Tentative dates and topics for future meetings are as follows:
October 25 Bright Winter by Virginia Mishnun-Hardman, NYU Press, 1977
November 29 So What: New and Selected Poems by Taha Muhammed Ali, Copper Canyon Press, 2008
December No meeting
January 3What Narcissism Means to Me: Poems by Tony Hoagland, Graywolf Press, 2003
February 7 The Shadow of Sirius by W. S. Merwin, Copper Canyon Press, 2009
March 21 Nox by Anne Carson, New Directions Press, 2010
April 25 Selected Poems: 1934 – 1952 by Dylan Thomas, New Directions Press, 2003
May 23 Selected Poems by W. H. Auden, Vintage Press, 2007
June 20 What the Living Do by Marie Howe, W. H. Norton & Co., 1999
Rockport Book Group
The Rockport Book groups' daytime group meets the first Thursday of every month, the evening group meets the second Wednesday of every month. For information on how to join this group or to start your own group please contact Elizabeth Reed; book group coordinator by email: elizabethreed@verizon.net
Shakespeare Readers This group will resume its monthly meetings on Monday, September 13, at 3:00 p.m. in the Trustees Room.

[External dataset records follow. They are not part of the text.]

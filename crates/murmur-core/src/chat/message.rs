//! Conversation message types.

use chrono::Utc;
use serde::{Deserialize, Serialize};

/// Represents the role of a message in a conversation.
#[derive(Debug, Clone, Copy, PartialEq, Eq, Serialize, Deserialize)]
#[serde(rename_all = "lowercase")]
pub enum MessageRole {
    /// Message from the user.
    User,
    /// Message from the AI assistant.
    Assistant,
}

/// A single message in a conversation thread.
///
/// Messages are immutable once created: they are appended to the active
/// thread and never mutated in place. The timestamp is client-generated
/// for locally created messages and server-provided for history messages.
#[derive(Debug, Clone, PartialEq, Eq, Serialize, Deserialize)]
pub struct Message {
    /// The role of the message sender.
    pub role: MessageRole,
    /// The content of the message.
    pub content: String,
    /// Timestamp when the message was created (ISO 8601 format).
    pub timestamp: String,
    /// Source URLs backing an assistant reply, in ranked order.
    #[serde(default, skip_serializing_if = "Option::is_none")]
    pub sources: Option<Vec<String>>,
}

impl Message {
    /// Creates a user message stamped with the current time.
    pub fn user(content: impl Into<String>) -> Self {
        Self {
            role: MessageRole::User,
            content: content.into(),
            timestamp: Utc::now().to_rfc3339(),
            sources: None,
        }
    }

    /// Creates an assistant message stamped with the current time.
    pub fn assistant(content: impl Into<String>, sources: Option<Vec<String>>) -> Self {
        Self {
            role: MessageRole::Assistant,
            content: content.into(),
            timestamp: Utc::now().to_rfc3339(),
            sources,
        }
    }
}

The topic will be “Hamlet,” copies of which are available at the main desk. As preparation for that meeting and entertainment for the general public the library will air a video of the play on Sunday, September12, at 2:00 p.m. in the Brenner Friends Room.
Sarah Clark, who leads the group, has been an English teacher, actress, playwright and director. A graduate of Yale Drama School, she also spent a summer in Stratford taking a University of Birmingham course on Shakespeare.
The public is welcome to attend both the film and the book discussion. People who attend the screening are not required to be part of the book group and people in the book group are not expected to attend the film.